I can't believe this is being rated so lowly. I really enjoyed it - in fact I hope he does more of this. I was getting kind of tired of everything being so clever , yaknow?

It's created a lot of discussion and examination, which is productive and satisfying it's own way.

Just figures. I go without internet for a few days, and my favorite online cartoonist does a savage parody on my favorite print cartoonist. Bliss.

I don't think this is supposed to be a savage parody as much as an earnest homage. I could be way off base here, though.

Philippe's latest blog entry makes me sad. :[

ethnocentric north america

I hate Vlad's horrible shoes. I'm sorry, but I had to get my feelings out there in a terribly un-English way... I do feel very strongly about it. Look at them - what horrible shoes!

I never really liked Vlad, he's rude and brash. Those shoes are just the final straw.

Today's Blogs

Ray: The deal with my hair.
Philippe: I said a hate word! Oh my gosh it is so terrible!

It is really hard not to give a strip with Vlad in it a 5...so I will give this a 5.

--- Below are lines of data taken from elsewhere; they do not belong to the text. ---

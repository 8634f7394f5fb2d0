//! Credential lifecycle: decides how to authenticate and builds the service
//! handles the tools run against.
//!
//! Resolution order, first match wins:
//! 1. a stored credential that is still valid is reused;
//! 2. an expired stored credential with a refresh token is refreshed;
//! 3. a client secret file starts the interactive browser flow;
//! 4. an API key yields a read-only, public-sheets-only primary handle;
//! 5. otherwise authentication fails.

use crate::config::ServerConfig;
use crate::google::{
    ApiAuth, DriveApi, GoogleDriveClient, GoogleSheetsClient, SheetsApi,
    DEFAULT_DRIVE_BASE_URL, DEFAULT_SHEETS_BASE_URL,
};
use chrono::{DateTime, Utc};
use serde::Serialize;
use std::path::PathBuf;
use std::sync::Arc;
use thiserror::Error;

pub mod credential;
pub mod oauth;
pub mod store;

pub use credential::{ClientSecret, Credential};
pub use oauth::{GoogleOAuthFlow, OAuthFlow};
pub use store::{CredentialStore, FileCredentialStore};

#[derive(Debug, Error)]
pub enum AuthError {
    #[error(
        "no usable credential source: provide an OAuth client secret (credentials.json) or set GOOGLE_SHEETS_API_KEY"
    )]
    NoCredentialSource,
    #[error("token refresh failed: {0}")]
    Refresh(String),
    #[error("interactive authorization failed: {0}")]
    Interactive(String),
    #[error("interactive authorization timed out after {0}ms")]
    Timeout(u128),
    #[error("invalid client secret file {path:?}: {reason}")]
    InvalidClientSecret { path: PathBuf, reason: String },
    #[error("credential has no access token")]
    MissingAccessToken,
}

/// Which credential source produced the current handles.
#[derive(
    Debug, Clone, Copy, PartialEq, Eq, Serialize, strum::Display, Default,
)]
#[serde(rename_all = "snake_case")]
#[strum(serialize_all = "snake_case")]
pub enum AuthMode {
    Cached,
    Refreshed,
    Interactive,
    ApiKeyOnly,
    #[default]
    Unauthenticated,
}

impl AuthMode {
    /// OAuth modes carry Drive access; API-key mode does not.
    pub fn grants_discovery(self) -> bool {
        matches!(
            self,
            AuthMode::Cached | AuthMode::Refreshed | AuthMode::Interactive
        )
    }
}

/// The primary (Sheets) handle and, under OAuth, the extended (Drive) handle.
#[derive(Clone)]
pub struct Services {
    mode: AuthMode,
    primary: Arc<dyn SheetsApi>,
    extended: Option<Arc<dyn DriveApi>>,
    expires_at: Option<DateTime<Utc>>,
}

impl std::fmt::Debug for Services {
    fn fmt(&self, f: &mut std::fmt::Formatter<'_>) -> std::fmt::Result {
        f.debug_struct("Services")
            .field("mode", &self.mode)
            .field("extended", &self.extended.is_some())
            .field("expires_at", &self.expires_at)
            .finish()
    }
}

impl Services {
    /// Both handles from one OAuth credential. `mode` must be an OAuth mode.
    pub fn oauth(mode: AuthMode, primary: Arc<dyn SheetsApi>, extended: Arc<dyn DriveApi>) -> Self {
        debug_assert!(mode.grants_discovery(), "{mode} is not an OAuth mode");
        Self {
            mode,
            primary,
            extended: Some(extended),
            expires_at: None,
        }
    }

    pub fn api_key_only(primary: Arc<dyn SheetsApi>) -> Self {
        Self {
            mode: AuthMode::ApiKeyOnly,
            primary,
            extended: None,
            expires_at: None,
        }
    }

    pub fn with_expiry(mut self, expires_at: Option<DateTime<Utc>>) -> Self {
        self.expires_at = expires_at;
        self
    }

    pub fn mode(&self) -> AuthMode {
        self.mode
    }

    pub fn primary(&self) -> &Arc<dyn SheetsApi> {
        &self.primary
    }

    pub fn extended(&self) -> Option<&Arc<dyn DriveApi>> {
        self.extended.as_ref()
    }

    /// Bearer handles stop working once the access token lapses; the caller
    /// should re-authenticate (normally a silent refresh) before using them.
    pub fn needs_renewal(&self, now: DateTime<Utc>) -> bool {
        self.expires_at.is_some_and(|at| now >= at)
    }
}

/// Builds concrete handles for a credential mode.
pub trait ServiceFactory: Send + Sync {
    fn oauth_handles(
        &self,
        credential: &Credential,
    ) -> Result<(Arc<dyn SheetsApi>, Arc<dyn DriveApi>), AuthError>;

    fn api_key_handle(&self, api_key: &str) -> Arc<dyn SheetsApi>;
}

#[derive(Debug, Clone)]
pub struct GoogleServiceFactory {
    sheets_base_url: String,
    drive_base_url: String,
}

impl Default for GoogleServiceFactory {
    fn default() -> Self {
        Self {
            sheets_base_url: DEFAULT_SHEETS_BASE_URL.to_string(),
            drive_base_url: DEFAULT_DRIVE_BASE_URL.to_string(),
        }
    }
}

impl ServiceFactory for GoogleServiceFactory {
    fn oauth_handles(
        &self,
        credential: &Credential,
    ) -> Result<(Arc<dyn SheetsApi>, Arc<dyn DriveApi>), AuthError> {
        let token = credential
            .token
            .clone()
            .filter(|t| !t.is_empty())
            .ok_or(AuthError::MissingAccessToken)?;
        let sheets: Arc<dyn SheetsApi> = Arc::new(GoogleSheetsClient::with_base_url(
            ApiAuth::Bearer(token.clone()),
            self.sheets_base_url.clone(),
        ));
        let drive: Arc<dyn DriveApi> = Arc::new(GoogleDriveClient::with_base_url(
            ApiAuth::Bearer(token),
            self.drive_base_url.clone(),
        ));
        Ok((sheets, drive))
    }

    fn api_key_handle(&self, api_key: &str) -> Arc<dyn SheetsApi> {
        Arc::new(GoogleSheetsClient::with_base_url(
            ApiAuth::ApiKey(api_key.to_string()),
            self.sheets_base_url.clone(),
        ))
    }
}

pub struct Authenticator {
    store: Arc<dyn CredentialStore>,
    oauth: Arc<dyn OAuthFlow>,
    factory: Arc<dyn ServiceFactory>,
    client_secret_file: Option<PathBuf>,
    api_key: Option<String>,
}

impl Authenticator {
    pub fn new(
        store: Arc<dyn CredentialStore>,
        oauth: Arc<dyn OAuthFlow>,
        factory: Arc<dyn ServiceFactory>,
    ) -> Self {
        Self {
            store,
            oauth,
            factory,
            client_secret_file: None,
            api_key: None,
        }
    }

    pub fn from_config(config: &ServerConfig) -> Self {
        let oauth = GoogleOAuthFlow::new(
            config.callback_port,
            config.auth_timeout(),
            config.open_browser,
        );
        Self::new(
            Arc::new(FileCredentialStore::new(config.token_file.clone())),
            Arc::new(oauth),
            Arc::new(GoogleServiceFactory::default()),
        )
        .with_client_secret_file(config.credentials_file.clone())
        .with_api_key(config.api_key.clone())
    }

    pub fn with_client_secret_file(mut self, path: impl Into<PathBuf>) -> Self {
        self.client_secret_file = Some(path.into());
        self
    }

    pub fn with_api_key(mut self, api_key: Option<String>) -> Self {
        self.api_key = api_key.filter(|key| !key.trim().is_empty());
        self
    }

    pub async fn authenticate(&self) -> Result<Services, AuthError> {
        let stored = match self.store.load() {
            Ok(stored) => stored,
            Err(e) => {
                tracing::warn!("ignoring unreadable stored credential: {e:#}");
                None
            }
        };

        if let Some(credential) = stored.as_ref() {
            if credential.is_valid() {
                tracing::info!("using cached OAuth credential");
                return self.oauth_services(AuthMode::Cached, credential);
            }

            if credential.is_expired() && credential.has_refresh() {
                match self.oauth.refresh(credential).await {
                    Ok(refreshed) => {
                        self.persist(&refreshed);
                        return self.oauth_services(AuthMode::Refreshed, &refreshed);
                    }
                    Err(e) => tracing::warn!("{e}; trying other credential sources"),
                }
            }
        }

        if let Some(path) = self.client_secret_file.as_deref()
            && let Some(secret) = ClientSecret::load(path)?
        {
            tracing::info!(path = %path.display(), "starting interactive OAuth authorization");
            let credential = self.oauth.authorize(&secret).await?;
            self.persist(&credential);
            return self.oauth_services(AuthMode::Interactive, &credential);
        }

        if let Some(api_key) = self.api_key.as_deref() {
            tracing::info!("using API key authentication (limited to public sheets)");
            return Ok(Services::api_key_only(self.factory.api_key_handle(api_key)));
        }

        Err(AuthError::NoCredentialSource)
    }

    fn oauth_services(
        &self,
        mode: AuthMode,
        credential: &Credential,
    ) -> Result<Services, AuthError> {
        let (primary, extended) = self.factory.oauth_handles(credential)?;
        Ok(Services::oauth(mode, primary, extended).with_expiry(credential.expires_at()))
    }

    fn persist(&self, credential: &Credential) {
        if let Err(e) = self.store.save(credential) {
            tracing::warn!("failed to persist credential: {e:#}");
        }
    }
}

Is it sad that, because I thought the apartment block towering over the Earth was probably unnecessary hyperbole, I went and did the maths? The average storey works out at 3 metres, more or less, so a million storey building would be at 3,000,000 metres, or 3,000 km, which is shorter than most of the world's mountains - https://topratings.wordpress.com/2007/09/11/top-ratings-top-100-highest-mountain-peaks-in-the-world/

So I'm kind of lost. What is happening right now? Was '08 one of those times that really divides the fanbase like Lonis Edison?